Let it be noted that in Venezuela, asking for political transparency can leave you vulnerable to mob attack. More:

Shortly before announcing that Hugo Chávez died, Venezuela’s government resorted to one of the late president’s favorite ploys to try to unite his supporters: allege a conspiracy by the U.S. to destabilize the country.

Vice President Nicolás Maduro kicked out two U.S. military attachés for allegedly plotting against Venezuela and even suggested that Washington may have been behind Mr. Chávez’s cancer.

“Behind all of [the plots] are the enemies of the fatherland,” Mr. Maduro said on state television, flanked by the entire cabinet, state governors and Venezuela’s military commanders.

Mr. Maduro said that the U.S. Embassy’s Air Force attaché, Col. David Delmonaco, and another unnamed U.S. military official had approached members of the Venezuelan military and tried to recruit them into plans to “destabilize” the oil-rich South American nation. Mr. Maduro didn’t offer further details on the alleged plot.

Mr.
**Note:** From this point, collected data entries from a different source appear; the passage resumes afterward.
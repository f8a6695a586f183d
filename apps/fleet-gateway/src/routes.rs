use async_trait::async_trait;
use axum::{
    Json, Router,
    extract::{
        Query, State,
        ws::{Message, WebSocket, WebSocketUpgrade},
    },
    response::{IntoResponse, Response},
    routing::get,
};
use fleet_sdk::ids;
use futures::stream::SplitSink;
use futures::{SinkExt, StreamExt};
use serde::{Deserialize, Serialize};
use tokio::sync::broadcast::error::RecvError;
use tracing::{debug, warn};

use crate::metrics;
use crate::state::AppState;
use crate::ws_manager::{SocketError, SocketWriter};

#[derive(Serialize)]
struct ReadyResponse {
    status: &'static str,
    uptime_secs: u64,
    instance_id: String,
    bus_connected: bool,
    connections: usize,
}

async fn health() -> &'static str {
    "ok"
}

async fn ready(State(state): State<AppState>) -> Json<ReadyResponse> {
    Json(ReadyResponse {
        status: "ok",
        uptime_secs: state.uptime_secs(),
        instance_id: state.instance_id().to_string(),
        bus_connected: state.bus().is_connected(),
        connections: state.connections().connection_count(),
    })
}

async fn metrics_handler() -> impl IntoResponse {
    (
        [(axum::http::header::CONTENT_TYPE, "text/plain")],
        metrics::gather(),
    )
}

/// Write half of an axum socket registered with the connection registry.
struct WsSink(SplitSink<WebSocket, Message>);

#[async_trait]
impl SocketWriter for WsSink {
    async fn write_text(&mut self, text: String) -> Result<(), SocketError> {
        self.0
            .send(Message::Text(text))
            .await
            .map_err(|err| SocketError::Io(err.to_string()))
    }
}

#[derive(Deserialize)]
struct EventsQuery {
    user_id: String,
}

async fn ws_events(
    ws: WebSocketUpgrade,
    Query(query): Query<EventsQuery>,
    State(state): State<AppState>,
) -> Response {
    ws.on_upgrade(move |socket| handle_events_socket(socket, query.user_id, state))
}

async fn handle_events_socket(socket: WebSocket, user_id: String, state: AppState) {
    let conn_id = ids::connection_id();
    let (sink, mut stream) = socket.split();
    let registry = state.connections();
    registry.register_connection(&user_id, &conn_id, Box::new(WsSink(sink)));

    while let Some(frame) = stream.next().await {
        match frame {
            Ok(Message::Close(_)) => break,
            Ok(_) => registry.touch(&user_id, &conn_id),
            Err(err) => {
                debug!(user_id = %user_id, conn_id = %conn_id, error = %err, "event socket read failed");
                break;
            }
        }
    }
    registry.unregister_connection(&user_id, &conn_id);
}

async fn ws_admin(ws: WebSocketUpgrade, State(state): State<AppState>) -> Response {
    ws.on_upgrade(move |socket| handle_admin_socket(socket, state))
}

async fn handle_admin_socket(socket: WebSocket, state: AppState) {
    let (mut sink, mut stream) = socket.split();
    let mut events = state.admin().subscribe();
    loop {
        tokio::select! {
            event = events.recv() => match event {
                Ok(event) => {
                    let text = match serde_json::to_string(&event) {
                        Ok(text) => text,
                        Err(err) => {
                            warn!(error = %err, "failed to encode admin event");
                            continue;
                        }
                    };
                    if sink.send(Message::Text(text)).await.is_err() {
                        break;
                    }
                }
                Err(RecvError::Lagged(skipped)) => {
                    warn!(skipped, "admin socket lagging; events skipped");
                }
                Err(RecvError::Closed) => break,
            },
            frame = stream.next() => match frame {
                Some(Ok(Message::Close(_))) | Some(Err(_)) | None => break,
                Some(Ok(_)) => {}
            },
        }
    }
}

pub fn router(state: AppState) -> Router {
    Router::new()
        .route("/health", get(health))
        .route("/metrics", get(metrics_handler))
        .route("/readyz", get(ready))
        .route("/ws/events", get(ws_events))
        .route("/ws/admin", get(ws_admin))
        .with_state(state)
}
Maduro also suggested that the country’s “historic enemies,” a phrase long used in Venezuela to refer to the U.S. and its allies, may have caused Mr. Chávez’s cancer. He said the country would likely discover in the future that Mr. Chávez “was attacked with this illness.”

This is the response of the government of a country which is going down the tubes?
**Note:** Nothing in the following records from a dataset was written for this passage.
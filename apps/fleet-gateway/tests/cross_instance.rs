mod common;

use std::sync::Arc;
use std::time::Duration;

use common::{Fleet, RecordingSink, RecordingSocket, WedgedSocket, wait_until};
use fleet_gateway::terminal_proxy::AgentFrameSink;
use fleet_sdk::{AgentMetadata, ProxyFrameKind, TerminalProxyMessage};
use serde_json::{Value, json};

#[test_timeout::tokio_timeout_test(30)]
async fn agent_output_reaches_viewer_on_other_instance() {
    let fleet = Fleet::new();
    let i1 = fleet.instance("I1").await;
    let i2 = fleet.instance("I2").await;

    let sink = Arc::new(RecordingSink::default());
    let refresher = i1
        .agent_connected(
            "agent-7",
            "user-9",
            AgentMetadata {
                name: "build-box".into(),
                os: "linux".into(),
                arch: "amd64".into(),
            },
            sink.clone() as Arc<dyn AgentFrameSink>,
        )
        .await
        .expect("register agent");

    let socket = RecordingSocket::default();
    i2.connections()
        .register_connection("user-9", "conn-1", socket.boxed());

    let locations = i2.locations();
    assert_eq!(locations.get_location("agent-7").await.as_deref(), Some("I1"));
    assert!(!locations.is_local("agent-7").await);

    let mut relay = i2.connections().register_proxy_session("s1");
    let viewer = {
        let connections = i2.connections();
        tokio::spawn(async move {
            while let Some(chunk) = relay.recv().await {
                let text = String::from_utf8_lossy(&chunk).into_owned();
                connections
                    .send_to_connection(
                        "user-9",
                        "conn-1",
                        &json!({"type": "output", "data": text}),
                    )
                    .await
                    .expect("socket write");
            }
        })
    };

    i1.proxy()
        .publish_output("agent-7", "s1", b"hello".to_vec())
        .await
        .expect("publish output");

    let probe = socket.clone();
    wait_until(move || probe.len() == 1).await;
    let frame: Value = serde_json::from_str(&socket.frames()[0]).unwrap();
    assert_eq!(frame["data"], "hello");

    assert!(i2.connections().unregister_proxy_session("s1"));
    viewer.await.unwrap();

    i1.agent_disconnected("agent-7", "user-9", refresher)
        .await
        .expect("unregister agent");
    let probe = i2.locations();
    wait_until(move || probe.cached_location("agent-7").is_none()).await;
    assert_eq!(i2.locations().get_location("agent-7").await, None);

    i1.bus().stop().await;
    i2.bus().stop().await;
}

#[test_timeout::tokio_timeout_test(30)]
async fn location_updates_populate_every_cache() {
    let fleet = Fleet::new();
    let i1 = fleet.instance("I1").await;
    let i2 = fleet.instance("I2").await;
    let i3 = fleet.instance("I3").await;

    i1.locations()
        .register_location("agent-1", "u1", AgentMetadata::default(), chrono::Utc::now())
        .await
        .unwrap();
    assert_eq!(i1.locations().cached_location("agent-1").as_deref(), Some("I1"));
    for peer in [&i2, &i3] {
        let locations = peer.locations();
        wait_until(move || locations.cached_location("agent-1").as_deref() == Some("I1")).await;
    }

    // Agent reconnects to I2: every cache follows the new owner.
    i2.locations()
        .register_location("agent-1", "u1", AgentMetadata::default(), chrono::Utc::now())
        .await
        .unwrap();
    for peer in [&i1, &i3] {
        let locations = peer.locations();
        wait_until(move || locations.cached_location("agent-1").as_deref() == Some("I2")).await;
    }

    for instance in [i1, i2, i3] {
        instance.bus().stop().await;
    }
}

#[test_timeout::tokio_timeout_test(30)]
async fn global_broadcast_reaches_every_instance_serving_the_user() {
    let fleet = Fleet::new();
    let i1 = fleet.instance("I1").await;
    let i2 = fleet.instance("I2").await;
    let i3 = fleet.instance("I3").await;

    let on_i1 = RecordingSocket::default();
    let on_i2 = RecordingSocket::default();
    let bystander = RecordingSocket::default();
    i1.connections().register_connection("u1", "a", on_i1.boxed());
    i2.connections().register_connection("u1", "b", on_i2.boxed());
    i3.connections().register_connection("u2", "c", bystander.boxed());

    i1.connections()
        .broadcast_to_user_global("u1", "started", &json!({"id": "box-1"}))
        .await
        .unwrap();

    // Local write happens before the publish returns.
    assert_eq!(on_i1.frames(), vec![r#"{"id":"box-1"}"#.to_string()]);
    let probe = on_i2.clone();
    wait_until(move || probe.len() == 1).await;
    assert_eq!(on_i2.frames(), vec![r#"{"id":"box-1"}"#.to_string()]);

    // The publisher never sees its own event a second time.
    tokio::time::sleep(Duration::from_millis(100)).await;
    assert_eq!(on_i1.len(), 1);
    assert_eq!(bystander.len(), 0);

    for instance in [i1, i2, i3] {
        instance.bus().stop().await;
    }
}

#[test_timeout::tokio_timeout_test(30)]
async fn agent_events_use_the_agent_channel_and_fan_out() {
    let fleet = Fleet::new();
    let i1 = fleet.instance("I1").await;
    let i2 = fleet.instance("I2").await;

    let remote = RecordingSocket::default();
    i2.connections().register_connection("u1", "b", remote.boxed());
    i1.notifier()
        .notify_agent_connected("u1", json!({"id": "agent:a1", "name": "box"}))
        .await
        .unwrap();

    let probe = remote.clone();
    wait_until(move || probe.len() == 1).await;
    let frame: Value = serde_json::from_str(&remote.frames()[0]).unwrap();
    assert_eq!(frame["type"], "agent_connected");
    assert_eq!(frame["container"]["name"], "box");

    i1.bus().stop().await;
    i2.bus().stop().await;
}

#[test_timeout::tokio_timeout_test(30)]
async fn viewer_input_routes_to_owning_instance() {
    let fleet = Fleet::new();
    let i1 = fleet.instance("I1").await;
    let i2 = fleet.instance("I2").await;
    let i3 = fleet.instance("I3").await;

    let sink = Arc::new(RecordingSink::default());
    let refresher = i1
        .agent_connected(
            "agent-7",
            "user-9",
            AgentMetadata::default(),
            sink.clone() as Arc<dyn AgentFrameSink>,
        )
        .await
        .unwrap();

    i2.proxy()
        .send_to_agent(TerminalProxyMessage::start_session("agent-7", "s1", 80, 24, true))
        .await
        .unwrap();
    i3.proxy()
        .send_to_agent(TerminalProxyMessage::start_session("agent-7", "s1", 80, 24, false))
        .await
        .unwrap();
    i2.proxy()
        .send_to_agent(TerminalProxyMessage::input("agent-7", "s1", b"ls\n".to_vec()))
        .await
        .unwrap();
    let probe = sink.clone();
    wait_until(move || probe.frames().len() == 3).await;
    assert_eq!(i1.proxy().remote_viewer_count("agent-7", "s1"), 2);

    // The first viewer leaving keeps the session open for the other one.
    i2.proxy()
        .send_to_agent(TerminalProxyMessage::stop_session("agent-7", "s1"))
        .await
        .unwrap();
    let proxy = i1.proxy();
    wait_until(move || proxy.remote_viewer_count("agent-7", "s1") == 1).await;
    assert_eq!(sink.frames().len(), 3);

    i3.proxy()
        .send_to_agent(TerminalProxyMessage::stop_session("agent-7", "s1"))
        .await
        .unwrap();
    let probe = sink.clone();
    wait_until(move || probe.frames().len() == 4).await;
    assert_eq!(
        sink.kinds(),
        vec![
            ProxyFrameKind::StartSession,
            ProxyFrameKind::StartSession,
            ProxyFrameKind::Input,
            ProxyFrameKind::StopSession,
        ]
    );
    assert_eq!(sink.frames()[2].data, b"ls\n".to_vec());

    i1.agent_disconnected("agent-7", "user-9", refresher).await.unwrap();
    for instance in [i1, i2, i3] {
        instance.bus().stop().await;
    }
}

#[test_timeout::tokio_timeout_test(30)]
async fn proxy_overflow_keeps_first_frames_and_never_blocks() {
    let fleet = Fleet::new();
    let i1 = fleet.instance("I1").await;
    let i2 = fleet.instance("I2").await;

    let mut relay = i2.connections().register_proxy_session("s1");
    let mut admin = i2.admin().subscribe();

    for n in 0..300 {
        i1.proxy()
            .publish_output("agent-7", "s1", n.to_string().into_bytes())
            .await
            .unwrap();
    }
    // Published after every frame; once it arrives, all frames were handled.
    i1.admin().publish("marker", Value::Null).await.unwrap();
    let marker = admin.recv().await.unwrap();
    assert_eq!(marker.kind, "marker");

    let mut received = Vec::new();
    while let Ok(chunk) = relay.try_recv() {
        received.push(String::from_utf8(chunk).unwrap());
    }
    assert_eq!(received.len(), 256);
    assert_eq!(received.first().map(String::as_str), Some("0"));
    assert_eq!(received.last().map(String::as_str), Some("255"));

    i1.bus().stop().await;
    i2.bus().stop().await;
}

#[test_timeout::tokio_timeout_test(60, paused)]
async fn wedged_user_socket_does_not_delay_other_sessions() {
    let fleet = Fleet::new();
    let i1 = fleet.instance("I1").await;
    let i2 = fleet.instance("I2").await;

    i2.connections()
        .register_connection("u-slow", "conn-slow", Box::new(WedgedSocket));
    let mut relay = i2.connections().register_proxy_session("s1");

    let started = tokio::time::Instant::now();
    i1.connections()
        .broadcast_to_user_global("u-slow", "started", &json!({"id": "box-1"}))
        .await
        .unwrap();
    i1.proxy()
        .publish_output("agent-x", "s1", b"hi".to_vec())
        .await
        .unwrap();

    let chunk = relay.recv().await.unwrap();
    assert_eq!(chunk, b"hi".to_vec());
    assert!(started.elapsed() < Duration::from_secs(1));

    i1.bus().stop().await;
    i2.bus().stop().await;
}

#[test_timeout::tokio_timeout_test(120, paused)]
async fn crashed_owner_expires_everywhere_after_ttl() {
    let fleet = Fleet::new();
    let i1 = fleet.instance("I1").await;
    let i2 = fleet.instance("I2").await;

    i1.locations()
        .register_location("agent-7", "user-9", AgentMetadata::default(), chrono::Utc::now())
        .await
        .unwrap();
    let probe = i2.locations();
    wait_until(move || probe.cached_location("agent-7").as_deref() == Some("I1")).await;

    // I1 disappears without unregistering or refreshing.
    i1.bus().stop().await;

    tokio::time::sleep(Duration::from_secs(30)).await;
    assert_eq!(i2.locations().get_location("agent-7").await.as_deref(), Some("I1"));

    tokio::time::sleep(Duration::from_secs(31)).await;
    assert_eq!(i2.locations().get_location("agent-7").await, None);
    assert_eq!(i1.locations().get_location("agent-7").await, None);

    i2.bus().stop().await;
}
And let’s remember what the last presidential election was like. Consider this story about Henrique Capriles, who challenged Chavez last year, and who is likely to challenge his successor, Maduro, in upcoming elections. Look at what he had to put up with:

Last year, government supporters threw racist and homophobic taunts at Capriles, who has Jewish roots and lost great-grandparents in the Treblinka concentration camp in German-occupied Poland during World War Two.

One can be certain that these attacks were approved by Chavez, or by people close to him.

This blog post has gone on for a while, so I will close it by recommending this piece by Zack Beauchamp, who is on the other side of me politically, but who is a worthy and interesting interlocutor on Twitter. He urges Democrats not to think fondly of Chavez—and isn’t it sad that some Democrats needed urging? Finally, consider this from the late and missed Christopher Hitchens regarding a 2008 trip to Venezuela:

Recent accounts of Hugo Chávez’s politicized necrophilia may seem almost too lurid to believe, but I can testify from personal experience that they may well be an understatement. In the early hours of July 16—just at the midnight hour, to be precise—Venezuela’s capo officiated at a grisly ceremony. This involved the exhumation of the mortal remains of Simón Bolívar, leader of Latin America’s rebellion against Spain, who died in 1830. According to a vividly written article by Thor Halvorssen in the July 25 Washington Post, the skeleton was picked apart—even as Chávez tweeted the proceedings for his audience—and some teeth and bone fragments were taken away for testing. The residual pieces were placed in a coffin stamped with the Chávez government’s seal. In one of the rather free-associating speeches for which he has become celebrated, Chávez appealed to Jesus Christ to restage the raising of Lazarus and reanimate Bolívar’s constituent parts. He went on:

“I had some doubts, but after seeing his remains, my heart said, ‘Yes, it is me.’ Father, is that you, or who are you? The answer: ‘It is me, but I awaken every hundred years when the people awaken.’ “

As if “channeling” this none-too-subtle identification of Chávez with the national hero, Venezuelan television was compelled to run images of Bolívar, followed by footage of the remains, and then pictures of the boss. The national anthem provided the soundtrack. Not since North Korean media declared Kim Jong-il to be the reincarnation of Kim Il Sung has there been such a blatant attempt to create a necrocracy, or perhaps mausolocracy, in which a living claimant assumes the fleshly mantle of the departed.

If only Hugo Chavez were as obsessed with venerating the living as he was with glorifying the dead, Venezuelans may have done better under his leadership.